Plenty to do around here. Fishing is just getting good on the lake. Big bream are bedding and the bass are coming off hungry. The flats are starting to take off too.





I am the type of person that no matter what season is in (deer, duck, turkey, fishing) that I do it like a job and to the fullest and by the end I am ready for a change/break, wore out.

The way time is passing it will be early season before you know it. I'll be ready for it too


----------



## sjrwinder (May 19, 2016)

It's puppy training time too turn him in to a master hunter


----------



## DixieDawg2shot (May 19, 2016)

I'm still hammering fish on the coast right now but you're right, it won't be long before that is over too.


----------



## rnelson5 (May 19, 2016)

I will be getting these catfish until that is over along with bass fishing until the bite slows down, and then it will be a looooonnnggg wait until September.
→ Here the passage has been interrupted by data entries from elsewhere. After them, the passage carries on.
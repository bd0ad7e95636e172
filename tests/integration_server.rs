#![allow(clippy::unwrap_used, clippy::expect_used)]

use axum::{
    body::Body,
    http::{Method, Request, StatusCode},
};
use http_body_util::BodyExt;
use payfee::payfee::router;
use serde_json::Value;
use std::fs;
use tower::ServiceExt;

const INDEX: &str = "<!doctype html><title>Payfee</title>";

fn dist() -> tempfile::TempDir {
    let dir = tempfile::tempdir().expect("tempdir");
    fs::write(dir.path().join("index.html"), INDEX).expect("index.html");
    fs::write(dir.path().join("payfee-web.js"), "export default 1;").expect("js");
    dir
}

async fn body_string(response: axum::response::Response) -> String {
    let bytes = response.into_body().collect().await.unwrap().to_bytes();
    String::from_utf8(bytes.to_vec()).unwrap()
}

#[tokio::test]
async fn health_reports_build_metadata() {
    let dir = dist();
    let response = router(dir.path())
        .oneshot(Request::get("/health").body(Body::empty()).unwrap())
        .await
        .unwrap();

    assert_eq!(response.status(), StatusCode::OK);
    let app = response
        .headers()
        .get("X-App")
        .and_then(|value| value.to_str().ok())
        .map(str::to_string)
        .expect("X-App header");
    assert!(app.starts_with(&format!("payfee:{}:", env!("CARGO_PKG_VERSION"))));
    assert!(response.headers().contains_key("x-request-id"));

    let json: Value = serde_json::from_str(&body_string(response).await).unwrap();
    assert_eq!(json["name"], "payfee");
    assert_eq!(json["version"], env!("CARGO_PKG_VERSION"));
    assert!(json["build"].is_string());
}

#[tokio::test]
async fn health_answers_options() {
    let dir = dist();
    let response = router(dir.path())
        .oneshot(
            Request::builder()
                .method(Method::OPTIONS)
                .uri("/health")
                .body(Body::empty())
                .unwrap(),
        )
        .await
        .unwrap();
    assert_eq!(response.status(), StatusCode::OK);
}

#[tokio::test]
async fn static_assets_are_served() {
    let dir = dist();
    let response = router(dir.path())
        .oneshot(Request::get("/payfee-web.js").body(Body::empty()).unwrap())
        .await
        .unwrap();
    assert_eq!(response.status(), StatusCode::OK);
    assert_eq!(body_string(response).await, "export default 1;");
}

#[tokio::test]
async fn client_routes_fall_back_to_index() {
    let dir = dist();
    for path in ["/", "/dashboard", "/application", "/no/such/page"] {
        let response = router(dir.path())
            .oneshot(Request::get(path).body(Body::empty()).unwrap())
            .await
            .unwrap();
        assert_eq!(response.status(), StatusCode::OK, "{path}");
        assert_eq!(body_string(response).await, INDEX, "{path}");
    }
}

#[tokio::test]
async fn request_id_is_propagated() {
    let dir = dist();
    let response = router(dir.path())
        .oneshot(
            Request::get("/health")
                .header("x-request-id", "req-123")
                .body(Body::empty())
                .unwrap(),
        )
        .await
        .unwrap();
    assert_eq!(
        response
            .headers()
            .get("x-request-id")
            .and_then(|value| value.to_str().ok()),
        Some("req-123")
    );
}
use anyhow::Result;
use axum::{
    Router,
    body::Body,
    http::{HeaderName, HeaderValue, Request},
    routing::get,
};
use std::path::{Path, PathBuf};
use tokio::net::TcpListener;
use tower::ServiceBuilder;
use tower_http::{
    request_id::PropagateRequestIdLayer,
    services::{ServeDir, ServeFile},
    set_header::SetRequestHeaderLayer,
    trace::TraceLayer,
};
use tracing::{Span, debug_span, info};
use ulid::Ulid;

pub mod handlers;

const REQUEST_ID: &str = "x-request-id";

/// Router serving `/health` and the web bundle in `dist`. Paths that do not
/// match a file fall back to `index.html` so client-side routes survive a
/// reload.
pub fn router(dist: &Path) -> Router {
    let assets = ServeDir::new(dist).fallback(ServeFile::new(dist.join("index.html")));

    Router::new()
        .route("/health", get(handlers::health).options(handlers::health))
        .fallback_service(assets)
        .layer(
            ServiceBuilder::new()
                .layer(SetRequestHeaderLayer::if_not_present(
                    HeaderName::from_static(REQUEST_ID),
                    |_req: &_| HeaderValue::from_str(Ulid::new().to_string().as_str()).ok(),
                ))
                .layer(PropagateRequestIdLayer::new(HeaderName::from_static(
                    REQUEST_ID,
                )))
                .layer(TraceLayer::new_for_http().make_span_with(make_span)),
        )
}

/// Bind `[::]:port` and serve until Ctrl-C.
///
/// # Errors
/// Returns an error if the listener cannot be bound or the server fails.
pub async fn new(port: u16, dist: PathBuf) -> Result<()> {
    let app = router(&dist);

    let listener = TcpListener::bind(format!("::0:{port}")).await?;

    info!("Listening on [::]:{}", port);

    axum::serve(listener, app.into_make_service())
        .with_graceful_shutdown(async {
            let _ = tokio::signal::ctrl_c().await;
            info!("Gracefully shutdown");
        })
        .await?;

    Ok(())
}

fn make_span(request: &Request<Body>) -> Span {
    let path = request.uri().path();
    let method = request.method();
    let request_id = request
        .headers()
        .get(REQUEST_ID)
        .and_then(|val| val.to_str().ok())
        .unwrap_or("none");

    debug_span!("http-request", %method, path, request_id)
}
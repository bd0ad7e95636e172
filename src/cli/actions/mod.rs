pub mod server;

// Single dispatch point for all CLI actions.
mod run;

#[derive(Debug)]
pub enum Action {
    Server(server::Args),
}

impl Action {
    /// Execute the action.
    /// # Errors
    /// Returns an error if the action fails.
    pub async fn execute(self) -> anyhow::Result<()> {
        run::execute(self).await
    }
}
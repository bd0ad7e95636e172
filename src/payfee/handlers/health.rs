use axum::{
    http::{HeaderMap, HeaderValue},
    response::{IntoResponse, Json},
};
use serde::Serialize;

use crate::GIT_COMMIT_HASH;

#[derive(Debug, Serialize)]
pub struct Health {
    pub name: &'static str,
    pub version: &'static str,
    pub build: &'static str,
}

// axum handler for health
pub async fn health() -> impl IntoResponse {
    let body = Json(Health {
        name: env!("CARGO_PKG_NAME"),
        version: env!("CARGO_PKG_VERSION"),
        build: GIT_COMMIT_HASH,
    });

    let short_hash = if GIT_COMMIT_HASH.len() > 7 {
        GIT_COMMIT_HASH.get(0..7).unwrap_or_default()
    } else {
        ""
    };

    let mut headers = HeaderMap::new();
    if let Ok(value) = HeaderValue::from_str(&format!(
        "{}:{}:{}",
        env!("CARGO_PKG_NAME"),
        env!("CARGO_PKG_VERSION"),
        short_hash
    )) {
        headers.insert("X-App", value);
    }

    (headers, body)
}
Core loct is that one of those St. Johns monsters I hear about??


----------



## WOODIE13 (May 19, 2016)

Trout, catfish and bass fishing here.  Add a little scouting for new spots, fix and repair decoys, boats and gear.


----------



## Core Lokt (May 19, 2016)

rnelson5 said:


> Core loct is that one of those St. Johns monsters I hear about??



That's what they look like but these are local lake fish here by the house in N FL. Found them staging to bed. Should be on fire for the next 3-4 days


----------



## flatsmaster (May 19, 2016)

Fishing is still good in Florida ... Offshore the MahiMahi are migrating by and always nice trout and reds in the lagoon ... Also drew for the first wk of Gator season so thats Aug ... But I'm ready for Sept ....


----------



## flatsmaster (May 19, 2016)

Great pics of the pup sjrwinder.... Won't be long and even the water will be warm ....


----------



## sjrwinder (May 19, 2016)

Thanks Flat water is warm took him 5 minutes to get in. He just turned 4 months this week now the work begins.


----------



## king killer delete (May 19, 2016)

*New Retreiver*

Been working on my new pet. Just showed up at the gate the other day.
Now you know why I do not hunt with a dog.


----------



## sjrwinder (May 19, 2016)

Killer you can keep your pet if I can't take my boys (dogs) I don't go. They work to hard not to go.


----------



## Big7 (May 19, 2016)

OK Core Lokt..

Tell us where the farm pond brim hole is.  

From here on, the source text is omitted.